=== Section Start ===

//! Request quota for the Pleinchamp API.
//!
//! Caps how many fetches a process issues per hour. The burst equals the
//! hourly budget and slots refill evenly across the hour; callers wait in
//! [`RequestQuota::until_ready`] once the burst is spent.

use std::num::NonZeroU32;
use std::sync::Arc;

use common::Error;
use governor::{clock::DefaultClock, state::InMemoryState, state::NotKeyed, Quota, RateLimiter};

type DirectLimiter = RateLimiter<NotKeyed, InMemoryState, DefaultClock>;

/// Hourly request budget shared by clones.
#[derive(Debug, Clone)]
pub struct RequestQuota {
    limiter: Arc<DirectLimiter>,
}

impl RequestQuota {
    pub fn per_hour(requests: u32) -> Result<Self, Error> {
        let n = NonZeroU32::new(requests)
            .ok_or_else(|| Error::Config("max_requests_per_hour must be > 0".into()))?;

        Ok(Self {
            limiter: Arc::new(RateLimiter::direct(Quota::per_hour(n))),
        })
    }

    /// Wait until a request slot is available.
    pub async fn until_ready(&self) {
        self.limiter.until_ready().await;
    }
}
//! Snapshot persistence across restarts.
//!
//! One JSON file per location under a directory. Writes go to a temp file
//! that is renamed into place, so a crash never leaves a torn snapshot.

use std::fs;
use std::io::ErrorKind as IoErrorKind;
use std::path::{Path, PathBuf};

use common::{Error, ForecastSnapshot};
use tracing::debug;

/// File stem for a location: anything outside `[A-Za-z0-9_-]` becomes `_`.
/// Distinct locations must have distinct keys.
pub fn storage_key(location_id: &str) -> String {
    location_id
        .chars()
        .map(|c| {
            if c.is_ascii_alphanumeric() || c == '-' || c == '_' {
                c
            } else {
                '_'
            }
        })
        .collect()
}

/// `{dir}/{storage_key}.json`.
pub fn snapshot_path(dir: &Path, location_id: &str) -> PathBuf {
    dir.join(format!("{}.json", storage_key(location_id)))
}

pub fn save_snapshot(dir: &Path, snapshot: &ForecastSnapshot) -> common::Result<PathBuf> {
    fs::create_dir_all(dir)
        .map_err(|e| Error::Persist(format!("failed to create {}: {e}", dir.display())))?;

    let path = snapshot_path(dir, snapshot.location_id());
    let tmp = path.with_extension("json.tmp");
    let json = serde_json::to_vec_pretty(snapshot)?;

    fs::write(&tmp, json)
        .map_err(|e| Error::Persist(format!("failed to write {}: {e}", tmp.display())))?;
    fs::rename(&tmp, &path)
        .map_err(|e| Error::Persist(format!("failed to move {} into place: {e}", path.display())))?;

    debug!(
        "Saved snapshot {} for {} to {}",
        snapshot.sequence(),
        snapshot.location_id(),
        path.display()
    );
    Ok(path)
}

/// `Ok(None)` when nothing has been saved for the location yet.
pub fn load_snapshot(dir: &Path, location_id: &str) -> common::Result<Option<ForecastSnapshot>> {
    let path = snapshot_path(dir, location_id);
    let raw = match fs::read(&path) {
        Ok(raw) => raw,
        Err(e) if e.kind() == IoErrorKind::NotFound => return Ok(None),
        Err(e) => {
            return Err(Error::Persist(format!("failed to read {}: {e}", path.display())));
        }
    };

    let snapshot: ForecastSnapshot = serde_json::from_slice(&raw)?;
    if snapshot.location_id() != location_id {
        return Err(Error::Persist(format!(
            "{} holds a snapshot for {:?}, expected {:?}",
            path.display(),
            snapshot.location_id(),
            location_id
        )));
    }
    Ok(Some(snapshot))
}
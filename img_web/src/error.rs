use shared_utils::AppError;
use thiserror::Error;

/// Failure of a single target for a single file.
#[derive(Debug, Error)]
pub enum ConvertError {
    /// The GIF frame count could not be determined, so the WebP strategy is
    /// unknown. No WebP is produced for the file.
    #[error("frame count probe failed: {0}")]
    FrameProbe(String),

    #[error(transparent)]
    Tool(#[from] AppError),
}

impl ConvertError {
    pub fn is_cancelled(&self) -> bool {
        matches!(self, ConvertError::Tool(AppError::Cancelled))
    }

    /// One-line description for status lines and the summary.
    pub fn short_message(&self) -> String {
        match self {
            ConvertError::Tool(AppError::ToolFailed { stderr, .. }) => {
                match stderr.lines().map(str::trim).find(|l| !l.is_empty()) {
                    Some(first) => format!("{}: {}", self, first),
                    None => self.to_string(),
                }
            }
            other => other.to_string(),
        }
    }
}

pub type Result<T> = std::result::Result<T, ConvertError>;
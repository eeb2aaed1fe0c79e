//! Batch scheduler
//!
//! Fans the discovered files out over a fixed-size rayon pool while a
//! separate display thread polls the shared counter once per interval.

use crate::converter::{process_file, ConvertOptions, FileOutcome, FileResult};
use crate::encoder::EncoderBackend;
use anyhow::Context;
use rayon::prelude::*;
use shared_utils::{BatchResult, CancelToken, ProgressTracker, DISPLAY_INTERVAL};
use std::path::PathBuf;
use std::time::{Duration, Instant};
use tracing::info;

#[derive(Debug, Clone)]
pub struct BatchConfig {
    pub force: bool,
    pub workers: usize,
    /// Draw the live `P% (c/t)` line.
    pub show_progress: bool,
    /// Suppress per-file status lines.
    pub quiet: bool,
    pub display_interval: Duration,
}

impl Default for BatchConfig {
    fn default() -> Self {
        Self {
            force: false,
            workers: 1,
            show_progress: true,
            quiet: false,
            display_interval: DISPLAY_INTERVAL,
        }
    }
}

#[derive(Debug)]
pub struct BatchRun {
    /// One entry per input file, in input order.
    pub results: Vec<FileResult>,
    /// Final value of the shared progress counter.
    pub processed: usize,
    pub total: usize,
    pub workers: usize,
    pub elapsed: Duration,
}

impl BatchRun {
    pub fn batch_result(&self) -> BatchResult {
        let mut tally = BatchResult::new();
        for r in &self.results {
            match r.outcome {
                FileOutcome::Converted => tally.success(),
                FileOutcome::Skipped => tally.skip(),
                FileOutcome::Cancelled => tally.cancel(),
                FileOutcome::PartiallyConverted => {
                    tally.partial(r.path.clone(), r.error_summary().unwrap_or_default())
                }
                FileOutcome::Failed => {
                    tally.fail(r.path.clone(), r.error_summary().unwrap_or_default())
                }
            }
        }
        tally
    }

    pub fn outputs_written(&self) -> usize {
        self.results.iter().map(|r| r.converted.len()).sum()
    }

    pub fn output_bytes(&self) -> u64 {
        self.results.iter().map(|r| r.output_bytes).sum()
    }

    pub fn count(&self, outcome: FileOutcome) -> usize {
        self.results.iter().filter(|r| r.outcome == outcome).count()
    }
}

/// Process every file on a pool of `config.workers` threads. Returns once
/// all workers are done and the display loop has stopped.
pub fn run_batch(
    files: &[PathBuf],
    config: &BatchConfig,
    backend: &dyn EncoderBackend,
    cancel: &CancelToken,
) -> anyhow::Result<BatchRun> {
    let workers = config.workers.max(1);
    let total = files.len();
    let started = Instant::now();

    let pool = rayon::ThreadPoolBuilder::new()
        .num_threads(workers)
        .thread_name(|i| format!("img-web-worker-{}", i))
        .build()
        .context("Failed to create worker pool")?;

    let tracker = if config.show_progress {
        ProgressTracker::new(total, "Converting")
    } else {
        ProgressTracker::hidden(total)
    };
    let display = tracker.spawn_display(cancel.clone(), config.display_interval);

    info!(total, workers, force = config.force, "Batch started");

    let options = ConvertOptions {
        force: config.force,
    };
    let results: Vec<FileResult> = pool.install(|| {
        files
            .par_iter()
            .map(|path| process_file(path, options, backend, cancel, &tracker, config.quiet))
            .collect()
    });

    let processed = display.finish();
    let elapsed = started.elapsed();
    info!(
        total,
        processed,
        elapsed_ms = elapsed.as_millis() as u64,
        cancelled = cancel.is_cancelled(),
        "Batch finished"
    );

    Ok(BatchRun {
        results,
        processed: tracker.processed().max(processed),
        total,
        workers,
        elapsed,
    })
}
pub mod conversion_api;
pub mod converter;
pub mod encoder;
pub mod error;
pub mod formats;
pub mod scheduler;

pub use conversion_api::{
    plan_job, required_targets, ConversionJob, EncodeStrategy, InputFile, PlannedTarget,
    TargetAction,
};
pub use converter::{
    convert_file, process_file, ConvertOptions, FileOutcome, FileResult, TargetFailure,
};
pub use encoder::{EncoderBackend, ExternalEncoder};
pub use error::{ConvertError, Result};
pub use formats::TargetFormat;
pub use scheduler::{run_batch, BatchConfig, BatchRun};
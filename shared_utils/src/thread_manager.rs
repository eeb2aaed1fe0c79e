//! Worker pool sizing
//!
//! Image jobs are short external-process runs that scale with core count, so
//! the default is one worker per logical CPU. `--jobs` or `IMG_WEB_JOBS`
//! override it.

use tracing::warn;

/// Environment variable consulted when no explicit worker count is given.
pub const JOBS_ENV_VAR: &str = "IMG_WEB_JOBS";

/// Number of logical CPUs available to this process (at least 1).
pub fn available_cores() -> usize {
    num_cpus::get().max(1)
}

/// Pick the worker count.
///
/// Precedence: an explicit `requested` value (0 = every core), then a valid
/// non-zero `IMG_WEB_JOBS`, then every available core.
pub fn resolve_worker_count(requested: Option<usize>) -> usize {
    let env_value = std::env::var(JOBS_ENV_VAR).ok();
    resolve_with(requested, env_value.as_deref(), available_cores())
}

fn resolve_with(requested: Option<usize>, env_value: Option<&str>, cores: usize) -> usize {
    match requested {
        Some(0) => return cores.max(1),
        Some(n) => return n,
        None => {}
    }

    if let Some(raw) = env_value {
        match raw.trim().parse::<usize>() {
            Ok(n) if n > 0 => return n,
            Ok(_) => {}
            Err(_) => warn!(value = raw, "Ignoring invalid {}", JOBS_ENV_VAR),
        }
    }

    cores.max(1)
}
//! Common Utilities Module
//!
//! 通用工具函数集合：扩展名处理、命令行路径参数、命令字符串格式化。

use std::borrow::Cow;
use std::path::{Path, PathBuf};

// ═══════════════════════════════════════════════════════════════
// 文件路径工具 (Path helpers)
// ═══════════════════════════════════════════════════════════════

/// 安全地获取文件扩展名（小写）
///
/// # Examples
/// ```
/// use std::path::Path;
/// use shared_utils::common_utils::get_extension_lowercase;
///
/// assert_eq!(get_extension_lowercase(Path::new("test.JPG")), "jpg");
/// assert_eq!(get_extension_lowercase(Path::new("noext")), "");
/// ```
pub fn get_extension_lowercase(path: &Path) -> String {
    path.extension()
        .and_then(|e| e.to_str())
        .map(|e| e.to_lowercase())
        .unwrap_or_default()
}

/// 检查文件扩展名是否在给定列表中（不区分大小写）
///
/// # Examples
/// ```
/// use std::path::Path;
/// use shared_utils::common_utils::has_extension;
///
/// let extensions = &["jpg", "png", "gif"];
/// assert!(has_extension(Path::new("photo.JPG"), extensions));
/// assert!(!has_extension(Path::new("scan.bmp"), extensions));
/// ```
pub fn has_extension(path: &Path, extensions: &[&str]) -> bool {
    let ext = get_extension_lowercase(path);
    !ext.is_empty() && extensions.contains(&ext.as_str())
}

/// Path with its extension removed (`photos/a.png` → `photos/a`).
pub fn base_name(path: &Path) -> PathBuf {
    path.with_extension("")
}

/// Sibling path sharing the base name, with `ext` appended.
/// Only the last extension is replaced: `v1.2.png` → `v1.2.webp`.
pub fn sibling_with_extension(path: &Path, ext: &str) -> PathBuf {
    let mut s = base_name(path).into_os_string();
    s.push(".");
    s.push(ext);
    PathBuf::from(s)
}

/// Sanitizes a file path for command-line usage.
///
/// `magick` and `ffmpeg` do not honour `--`, so a relative path starting with
/// '-' gets a `./` prefix to keep it from being parsed as a flag.
pub fn safe_path_arg(path: &Path) -> Cow<'_, str> {
    let s = path.to_string_lossy();
    if s.starts_with('-') {
        Cow::Owned(format!("./{}", s))
    } else {
        s
    }
}

/// 格式化命令字符串（用于日志）
pub fn format_command_string(command: &str, args: &[String]) -> String {
    if args.is_empty() {
        command.to_string()
    } else {
        format!("{} {}", command, args.join(" "))
    }
}
//! Logging Module - 统一的日志系统
//!
//! 基于 tracing 的日志系统：
//! - 日志文件写入系统临时目录（按天轮转，保留最近 N 个）
//! - stderr 只输出 error（verbose 模式下输出 debug）；工具失败由调用方直接展示
//! - 外部工具调用的详细日志
//!
//! # Examples
//!
//! ```no_run
//! use shared_utils::logging::{LogConfig, init_logging};
//! use tracing::info;
//!
//! init_logging("img_web", LogConfig::default()).expect("Failed to initialize logging");
//! info!("Program started");
//! ```

use anyhow::{Context, Result};
use std::path::{Path, PathBuf};
use tracing::Level;
use tracing_appender::rolling::{RollingFileAppender, Rotation};
use tracing_subscriber::filter::LevelFilter;
use tracing_subscriber::{fmt, layer::SubscriberExt, util::SubscriberInitExt, EnvFilter, Layer};

/// 日志配置结构
#[derive(Debug, Clone)]
pub struct LogConfig {
    /// 日志目录路径（默认为系统临时目录）
    pub log_dir: PathBuf,
    /// 保留的最大日志文件数量，默认5个
    pub max_files: usize,
    /// 文件日志级别，默认Info
    pub level: Level,
    /// 终端(stderr)日志级别，默认Error
    pub console_level: Level,
}

impl Default for LogConfig {
    fn default() -> Self {
        Self {
            log_dir: std::env::temp_dir(),
            max_files: 5,
            level: Level::INFO,
            console_level: Level::ERROR,
        }
    }
}

impl LogConfig {
    pub fn new() -> Self {
        Self::default()
    }

    pub fn with_log_dir<P: AsRef<Path>>(mut self, dir: P) -> Self {
        self.log_dir = dir.as_ref().to_path_buf();
        self
    }

    pub fn with_max_files(mut self, count: usize) -> Self {
        self.max_files = count;
        self
    }

    pub fn with_level(mut self, level: Level) -> Self {
        self.level = level;
        self
    }

    pub fn with_console_level(mut self, level: Level) -> Self {
        self.console_level = level;
        self
    }
}

/// Default filter directive: this program plus `shared_utils` at `level`.
fn default_directive(program_name: &str, level: Level) -> String {
    format!("{}={},shared_utils={}", program_name, level, level)
}

/// 初始化日志系统
///
/// 日志文件命名格式：`{program_name}.log`（带日期后缀）。
/// `RUST_LOG` 存在时覆盖默认过滤规则。只能调用一次。
pub fn init_logging(program_name: &str, config: LogConfig) -> Result<()> {
    std::fs::create_dir_all(&config.log_dir)
        .with_context(|| format!("Failed to create log directory: {:?}", config.log_dir))?;

    let log_file_name = format!("{}.log", program_name);
    let file_appender = RollingFileAppender::new(Rotation::DAILY, &config.log_dir, &log_file_name);

    // the more verbose of the two levels, so the console can go to debug
    let filter_level = config.level.max(config.console_level);
    let env_filter = EnvFilter::try_from_default_env()
        .unwrap_or_else(|_| EnvFilter::new(default_directive(program_name, filter_level)));

    let file_layer = fmt::layer()
        .with_writer(file_appender)
        .with_ansi(false)
        .with_target(true)
        .with_thread_ids(true)
        .with_line_number(true)
        .with_filter(LevelFilter::from_level(config.level));

    let stderr_layer = fmt::layer()
        .with_writer(std::io::stderr)
        .with_ansi(console::Term::stderr().features().colors_supported())
        .with_target(false)
        .with_line_number(false)
        .with_filter(LevelFilter::from_level(config.console_level));

    tracing_subscriber::registry()
        .with(env_filter)
        .with(file_layer)
        .with(stderr_layer)
        .try_init()
        .context("Failed to install tracing subscriber")?;

    tracing::info!(
        program = program_name,
        log_dir = ?config.log_dir,
        log_file = log_file_name,
        max_files = config.max_files,
        level = ?config.level,
        "Logging system initialized"
    );

    cleanup_old_logs(&config.log_dir, program_name, config.max_files)?;

    Ok(())
}

/// 清理旧的日志文件，只保留最近的N个
fn cleanup_old_logs(log_dir: &Path, program_name: &str, max_files: usize) -> Result<()> {
    use std::fs;

    let entries = fs::read_dir(log_dir)
        .with_context(|| format!("Failed to read log directory: {:?}", log_dir))?;

    let prefix = format!("{}.log", program_name);
    let mut log_files: Vec<(PathBuf, std::time::SystemTime)> = Vec::new();

    for entry in entries.flatten() {
        let path = entry.path();
        if !path.is_file() {
            continue;
        }

        let matches = path
            .file_name()
            .map(|n| n.to_string_lossy().starts_with(&prefix))
            .unwrap_or(false);
        if !matches {
            continue;
        }

        if let Ok(modified) = entry.metadata().and_then(|m| m.modified()) {
            log_files.push((path, modified));
        }
    }

    if log_files.len() > max_files {
        // newest first
        log_files.sort_by(|a, b| b.1.cmp(&a.1));

        for (path, _) in log_files.iter().skip(max_files) {
            if let Err(e) = fs::remove_file(path) {
                tracing::warn!(path = ?path, error = %e, "Failed to remove old log file");
            } else {
                tracing::debug!(path = ?path, "Removed old log file");
            }
        }
    }

    Ok(())
}

/// 记录外部工具调用
///
/// 成功时 info 级别记录命令与耗时（输出降为 debug），失败时 warn 级别
/// 记录完整输出。单个工具失败不是致命错误。
pub fn log_external_tool(
    tool_name: &str,
    args: &[String],
    output: &str,
    exit_code: Option<i32>,
    duration: std::time::Duration,
) {
    let command = crate::common_utils::format_command_string(tool_name, args);

    match exit_code {
        Some(0) => {
            tracing::info!(
                tool = tool_name,
                command = %command,
                duration_secs = duration.as_secs_f64(),
                exit_code = 0,
                "External tool completed successfully"
            );
            if !output.is_empty() {
                tracing::debug!(tool = tool_name, output = %output, "External tool output");
            }
        }
        Some(code) => {
            tracing::warn!(
                tool = tool_name,
                command = %command,
                duration_secs = duration.as_secs_f64(),
                exit_code = code,
                output = %output,
                "External tool failed"
            );
        }
        None => {
            tracing::warn!(
                tool = tool_name,
                command = %command,
                duration_secs = duration.as_secs_f64(),
                output = %output,
                "External tool terminated without exit code"
            );
        }
    }
}
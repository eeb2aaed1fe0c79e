//! Shared Utilities for the img-web converter
//!
//! Batch plumbing that is independent of the target formats:
//! - File discovery and batch result tally
//! - External tool detection
//! - Subprocess supervision with cancellation
//! - Live progress tracking
//! - Worker pool sizing
//! - Logging and summary reporting

pub mod app_error;
pub mod batch;
pub mod cancel;
pub mod common_utils;
pub mod external_process;
pub mod logging;
pub mod progress;
pub mod report;
pub mod thread_manager;
pub mod tools;

pub use app_error::{AppError, EXIT_CANCELLED, EXIT_FAILURE};
pub use batch::{
    base_name_collisions, collect_files, collect_source_images, BatchResult, SOURCE_IMAGE_EXTENSIONS,
};
pub use cancel::{install_ctrlc_handler, CancelToken};
pub use common_utils::{safe_path_arg, sibling_with_extension};
pub use external_process::{run_tool, ToolOutput, ToolProcess};
pub use progress::{percentage, ProgressDisplay, ProgressTracker, DISPLAY_INTERVAL};
pub use report::{format_bytes, format_duration, print_summary_report, SummaryReport};
pub use thread_manager::resolve_worker_count;
pub use tools::{require_tools, ToolInfo, IMAGE_CONVERTER, MEDIA_TRANSCODER, REQUIRED_TOOLS};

=== Section End ===

→ **The problem**
For every line of the material above that contains the word "type", show the line.

→ **Answer to this problem**
type DirectLimiter = RateLimiter<NotKeyed, InMemoryState, DefaultClock>;
pub type Result<T> = std::result::Result<T, ConvertError>;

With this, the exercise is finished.